# Saved entries:
####

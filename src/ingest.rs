//! Deduplicating flashcard ingestion.
//!
//! Every term is normalized and mapped to a deterministic id, so the id is
//! both the store's primary key and its deduplication key. A batch is checked
//! candidate by candidate, and whatever is new is embedded and written in a
//! single store call.

use std::collections::HashSet;

use anyhow::{Context, Result};
use chrono::Utc;
use uuid::Uuid;

use crate::llm::embeddings::Embedder;
use crate::models::{CandidateBatch, IngestReport, StoredFlashcard};
use crate::store::{RecordStore, StoreEntry};

/// Canonical key for a term: trimmed and lowercased.
pub fn normalize(text: &str) -> String {
    text.trim().to_lowercase()
}

/// Stable id for a normalized key (UUIDv5 in the DNS namespace).
pub fn derive_id(key: &str) -> String {
    Uuid::new_v5(&Uuid::NAMESPACE_DNS, key.as_bytes()).to_string()
}

/// Id of the record a user-typed term refers to.
pub fn id_for_term(term: &str) -> String {
    derive_id(&normalize(term))
}

/// Persist the candidates of `batch` whose normalized term is not stored yet.
///
/// A failing existence check counts as "not stored". Embedding and insert
/// failures are returned and nothing from the batch is written.
pub async fn ingest<S, E>(
    store: &S,
    embedder: &E,
    batch: &CandidateBatch,
) -> Result<IngestReport>
where
    S: RecordStore + ?Sized,
    E: Embedder,
{
    let mut report = IngestReport::default();
    let mut staged: Vec<(StoredFlashcard, String)> = Vec::new();
    let mut staged_ids: HashSet<String> = HashSet::new();

    for candidate in &batch.flashcards {
        let key = normalize(&candidate.term);
        if key.is_empty() {
            report.rejected_terms.push(candidate.term.clone());
            continue;
        }
        let trans_key = normalize(&candidate.translation);
        let id = derive_id(&key);

        if staged_ids.contains(&id) {
            report.skipped_terms.push(candidate.term.clone());
            continue;
        }

        let exists = store.exists(&id).unwrap_or_else(|e| {
            tracing::warn!("Existence check for {id} failed, treating as new: {e:#}");
            false
        });
        if exists {
            report.skipped_terms.push(candidate.term.clone());
            continue;
        }

        staged_ids.insert(id.clone());
        staged.push((
            StoredFlashcard {
                id,
                term: candidate.term.clone(),
                translation: candidate.translation.clone(),
                example: candidate.example.clone(),
                created_at: Utc::now(),
            },
            format!("{key}\n{trans_key}"),
        ));
    }

    if !staged.is_empty() {
        let contents: Vec<String> = staged.iter().map(|(_, content)| content.clone()).collect();
        let embeddings = embedder
            .embed(&contents)
            .await
            .context("Failed to embed new flashcards")?;
        if embeddings.len() != staged.len() {
            anyhow::bail!(
                "Embedder returned {} vectors for {} flashcards",
                embeddings.len(),
                staged.len()
            );
        }

        let staged_count = staged.len();
        let mut terms_by_id = Vec::with_capacity(staged_count);
        let entries: Vec<StoreEntry> = staged
            .into_iter()
            .zip(embeddings)
            .map(|((record, content), embedding)| {
                terms_by_id.push((record.id.clone(), record.term.clone()));
                StoreEntry {
                    record,
                    content,
                    embedding,
                }
            })
            .collect();

        let already_present = store.add(entries).context("Failed to save flashcards")?;

        // Another ingestion stored these between our check and our write
        for id in &already_present {
            if let Some((_, term)) = terms_by_id.iter().find(|(staged_id, _)| staged_id == id) {
                report.skipped_terms.push(term.clone());
            }
        }
        report.added = staged_count - already_present.len();
    }

    report.total_after = store.count().context("Failed to count flashcards")?;

    if report.added > 0 {
        tracing::info!("Added {} new flashcards", report.added);
    }
    if !report.skipped_terms.is_empty() {
        tracing::info!(
            "Skipped {} duplicate flashcards: {:?}",
            report.skipped_terms.len(),
            report.skipped_terms
        );
    }
    if !report.rejected_terms.is_empty() {
        tracing::warn!("Rejected {} flashcards with an empty term", report.rejected_terms.len());
    }

    Ok(report)
}

/// All stored flashcards, newest first.
pub fn list_all<S: RecordStore + ?Sized>(store: &S) -> Result<Vec<StoredFlashcard>> {
    let mut cards = store.get_all()?;
    cards.sort_by(|a, b| b.created_at.cmp(&a.created_at));
    Ok(cards)
}

/// Delete the flashcard for `term`. Returns whether anything was removed.
pub fn delete<S: RecordStore + ?Sized>(store: &S, term: &str) -> Result<bool> {
    let removed = store.delete(&id_for_term(term))?;
    if removed {
        tracing::info!("Deleted flashcard: {term}");
    } else {
        tracing::debug!("No flashcard stored for {term}");
    }
    Ok(removed)
}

####

# Task item:
With nothing added or dropped, write out every entry.

# Result for this task:
filename src/ingest.rs
//! Deduplicating flashcard ingestion.
//!
//! Every term is normalized and mapped to a deterministic id, so the id is
//! both the store's primary key and its deduplication key. A batch is checked
//! candidate by candidate, and whatever is new is embedded and written in a
//! single store call.

use std::collections::HashSet;

use anyhow::{Context, Result};
use chrono::Utc;
use uuid::Uuid;

use crate::llm::embeddings::Embedder;
use crate::models::{CandidateBatch, IngestReport, StoredFlashcard};
use crate::store::{RecordStore, StoreEntry};

/// Canonical key for a term: trimmed and lowercased.
pub fn normalize(text: &str) -> String {
    text.trim().to_lowercase()
}

/// Stable id for a normalized key (UUIDv5 in the DNS namespace).
pub fn derive_id(key: &str) -> String {
    Uuid::new_v5(&Uuid::NAMESPACE_DNS, key.as_bytes()).to_string()
}

/// Id of the record a user-typed term refers to.
pub fn id_for_term(term: &str) -> String {
    derive_id(&normalize(term))
}

/// Persist the candidates of `batch` whose normalized term is not stored yet.
///
/// A failing existence check counts as "not stored". Embedding and insert
/// failures are returned and nothing from the batch is written.
pub async fn ingest<S, E>(
    store: &S,
    embedder: &E,
    batch: &CandidateBatch,
) -> Result<IngestReport>
where
    S: RecordStore + ?Sized,
    E: Embedder,
{
    let mut report = IngestReport::default();
    let mut staged: Vec<(StoredFlashcard, String)> = Vec::new();
    let mut staged_ids: HashSet<String> = HashSet::new();

    for candidate in &batch.flashcards {
        let key = normalize(&candidate.term);
        if key.is_empty() {
            report.rejected_terms.push(candidate.term.clone());
            continue;
        }
        let trans_key = normalize(&candidate.translation);
        let id = derive_id(&key);

        if staged_ids.contains(&id) {
            report.skipped_terms.push(candidate.term.clone());
            continue;
        }

        let exists = store.exists(&id).unwrap_or_else(|e| {
            tracing::warn!("Existence check for {id} failed, treating as new: {e:#}");
            false
        });
        if exists {
            report.skipped_terms.push(candidate.term.clone());
            continue;
        }

        staged_ids.insert(id.clone());
        staged.push((
            StoredFlashcard {
                id,
                term: candidate.term.clone(),
                translation: candidate.translation.clone(),
                example: candidate.example.clone(),
                created_at: Utc::now(),
            },
            format!("{key}\n{trans_key}"),
        ));
    }

    if !staged.is_empty() {
        let contents: Vec<String> = staged.iter().map(|(_, content)| content.clone()).collect();
        let embeddings = embedder
            .embed(&contents)
            .await
            .context("Failed to embed new flashcards")?;
        if embeddings.len() != staged.len() {
            anyhow::bail!(
                "Embedder returned {} vectors for {} flashcards",
                embeddings.len(),
                staged.len()
            );
        }

        let staged_count = staged.len();
        let mut terms_by_id = Vec::with_capacity(staged_count);
        let entries: Vec<StoreEntry> = staged
            .into_iter()
            .zip(embeddings)
            .map(|((record, content), embedding)| {
                terms_by_id.push((record.id.clone(), record.term.clone()));
                StoreEntry {
                    record,
                    content,
                    embedding,
                }
            })
            .collect();

        let already_present = store.add(entries).context("Failed to save flashcards")?;

        // Another ingestion stored these between our check and our write
        for id in &already_present {
            if let Some((_, term)) = terms_by_id.iter().find(|(staged_id, _)| staged_id == id) {
                report.skipped_terms.push(term.clone());
            }
        }
        report.added = staged_count - already_present.len();
    }

    report.total_after = store.count().context("Failed to count flashcards")?;

    if report.added > 0 {
        tracing::info!("Added {} new flashcards", report.added);
    }
    if !report.skipped_terms.is_empty() {
        tracing::info!(
            "Skipped {} duplicate flashcards: {:?}",
            report.skipped_terms.len(),
            report.skipped_terms
        );
    }
    if !report.rejected_terms.is_empty() {
        tracing::warn!("Rejected {} flashcards with an empty term", report.rejected_terms.len());
    }

    Ok(report)
}

/// All stored flashcards, newest first.
pub fn list_all<S: RecordStore + ?Sized>(store: &S) -> Result<Vec<StoredFlashcard>> {
    let mut cards = store.get_all()?;
    cards.sort_by(|a, b| b.created_at.cmp(&a.created_at));
    Ok(cards)
}

/// Delete the flashcard for `term`. Returns whether anything was removed.
pub fn delete<S: RecordStore + ?Sized>(store: &S, term: &str) -> Result<bool> {
    let removed = store.delete(&id_for_term(term))?;
    if removed {
        tracing::info!("Deleted flashcard: {term}");
    } else {
        tracing::debug!("No flashcard stored for {term}");
    }
    Ok(removed)
}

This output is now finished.